Applying for a Work Visa for the UK, Channel Islands and the Isle of Man:

  • You can apply online at:
  • You’ll need to determine what type of visa you need:
    • a skilled worker visa,
    • a temporary worker visa (someone who works for a short time in sports, arts/entertainment, a volunteer, charity or a religious organization),
    • a high value worker (entrepreneurs, investors or a leader in arts or sciences)
  • You may need to get a Tuberculosis test depending on where you’re traveling from
  • You may need to schedule an appointment before you apply

Applying for a Work Visa (Z) for China:

  • Valid passport with at least six months left before expiration and at least one blank page left
  • Completed application form
  • One recent passport photo affixed to the application
  • Temporary foreign visitors with a valid US visa or foreign residents may apply for a Chinese visa at the Chinese Embassy.

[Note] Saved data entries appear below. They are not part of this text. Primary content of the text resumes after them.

//! Lease ticker: the sole initiator of proposer activity on a node. Fires
//! once per period, decays the lease counters, and decides (but does not
//! itself perform) whether this tick should trigger a fresh acquisition or
//! a renewal round.

use std::sync::{Arc, Mutex};
use std::time::Duration;

use tokio::sync::watch;
use tokio::task::JoinHandle;

use crate::node::ReplicaId;
use crate::proposer::Proposer;
use crate::state::LeaseState;
use crate::utils::config::NodeConfig;
use crate::utils::timer::Timer;

/// Spawns the ticker task and returns its join handle plus a stop signal.
/// Sending `true` on the returned sender causes the ticker to exit its loop
/// after the in-flight action (if any) completes.
pub(crate) fn spawn(
    state: Arc<Mutex<LeaseState>>,
    proposer: Arc<Proposer>,
    config: NodeConfig,
) -> (JoinHandle<()>, watch::Sender<bool>) {
    let (stop_tx, mut stop_rx) = watch::channel(false);
    let handle = tokio::spawn(async move {
        let mut timer = Timer::new(Duration::from_millis(config.period_len_ms));
        loop {
            tokio::select! {
                _ = timer.tick() => {
                    let (will_renew, will_get) = decay_and_decide(&state, &config);
                    // renew takes precedence: a current master should never
                    // uselessly race itself with a fresh acquisition
                    if will_renew {
                        if let Err(e) = proposer.renew_lease().await {
                            pf_debug!("renewLease round errored: {}", e);
                        }
                    } else if will_get {
                        if let Err(e) = proposer.get_lease().await {
                            pf_debug!("getLease round errored: {}", e);
                        }
                    }
                }

                _ = stop_rx.changed() => {
                    if *stop_rx.borrow() {
                        pf_debug!("ticker stopped");
                        break;
                    }
                }
            }
        }
    });
    (handle, stop_tx)
}

/// Decays the three lease counters by one period and decides what action
/// (if any) this tick should trigger. Takes the mutex only for this; the
/// caller invokes the actual (blocking) round outside the lock.
fn decay_and_decide(state: &Arc<Mutex<LeaseState>>, config: &NodeConfig) -> (bool, bool) {
    let mut st = state.lock().unwrap();

    if st.renew_lease_len > 0 {
        st.renew_lease_len -= 1;
    }
    if st.master_lease_len > 0 {
        st.master_lease_len -= 1;
    }
    if st.accept_lease_len > 0 {
        st.accept_lease_len -= 1;
    }

    let mut will_renew = false;
    if st.is_master {
        if st.master_lease_len == 0 {
            st.is_master = false;
            pf_info!("IS NOT THE MASTER NOW");
        } else if st.master_lease_len < config.refresh_len {
            will_renew = true;
        }
    }

    let will_get = st.accept_lease_len == 0;
    (will_renew, will_get)
}

#[cfg(test)]
mod tests {
    use super::*;

    fn fresh_state(id: ReplicaId, n: u8) -> Arc<Mutex<LeaseState>> {
        Arc::new(Mutex::new(LeaseState::new(id, n)))
    }

    #[test]
    fn cold_start_wants_to_get_lease() {
        let state = fresh_state(0, 5);
        let (will_renew, will_get) =
            decay_and_decide(&state, &NodeConfig::default());
        assert!(!will_renew);
        assert!(will_get);
    }

    #[test]
    fn master_below_refresh_wants_renew() {
        let state = fresh_state(0, 5);
        {
            let mut st = state.lock().unwrap();
            st.is_master = true;
            st.master_lease_len = 2; // decays to 1, below refresh_len=2
            st.accept_lease_len = 5;
        }
        let (will_renew, will_get) =
            decay_and_decide(&state, &NodeConfig::default());
        assert!(will_renew);
        assert!(!will_get);
    }

    #[test]
    fn master_lease_expiry_clears_is_master() {
        let state = fresh_state(0, 5);
        {
            let mut st = state.lock().unwrap();
            st.is_master = true;
            st.master_lease_len = 1; // decays to 0 this tick
            st.accept_lease_len = 5;
        }
        decay_and_decide(&state, &NodeConfig::default());
        let st = state.lock().unwrap();
        assert!(!st.is_master);
        assert!(!st.check_master());
    }

    #[test]
    fn renew_takes_precedence_over_get_in_caller() {
        // both conditions can be true in the same tick if accept_lease_len
        // independently hit zero while still master; the caller (spawn's
        // select loop) is responsible for the precedence, this just checks
        // both flags can legitimately be set together
        let state = fresh_state(0, 5);
        {
            let mut st = state.lock().unwrap();
            st.is_master = true;
            st.master_lease_len = 2;
            st.accept_lease_len = 1; // decays to 0
        }
        let (will_renew, will_get) =
            decay_and_decide(&state, &NodeConfig::default());
        assert!(will_renew);
        assert!(will_get);
    }
}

You must apply in person at the embassy or you may entrust a person to drop off your application at the visa office of the Embassy or Consulate-General. No appointment is required to file your application. Mailed applications won’t be accepted. Processing time is four working days with express services available at an extra cost. To file your application as a US Citizen it will cost $130 and $30 for citizens of other countries.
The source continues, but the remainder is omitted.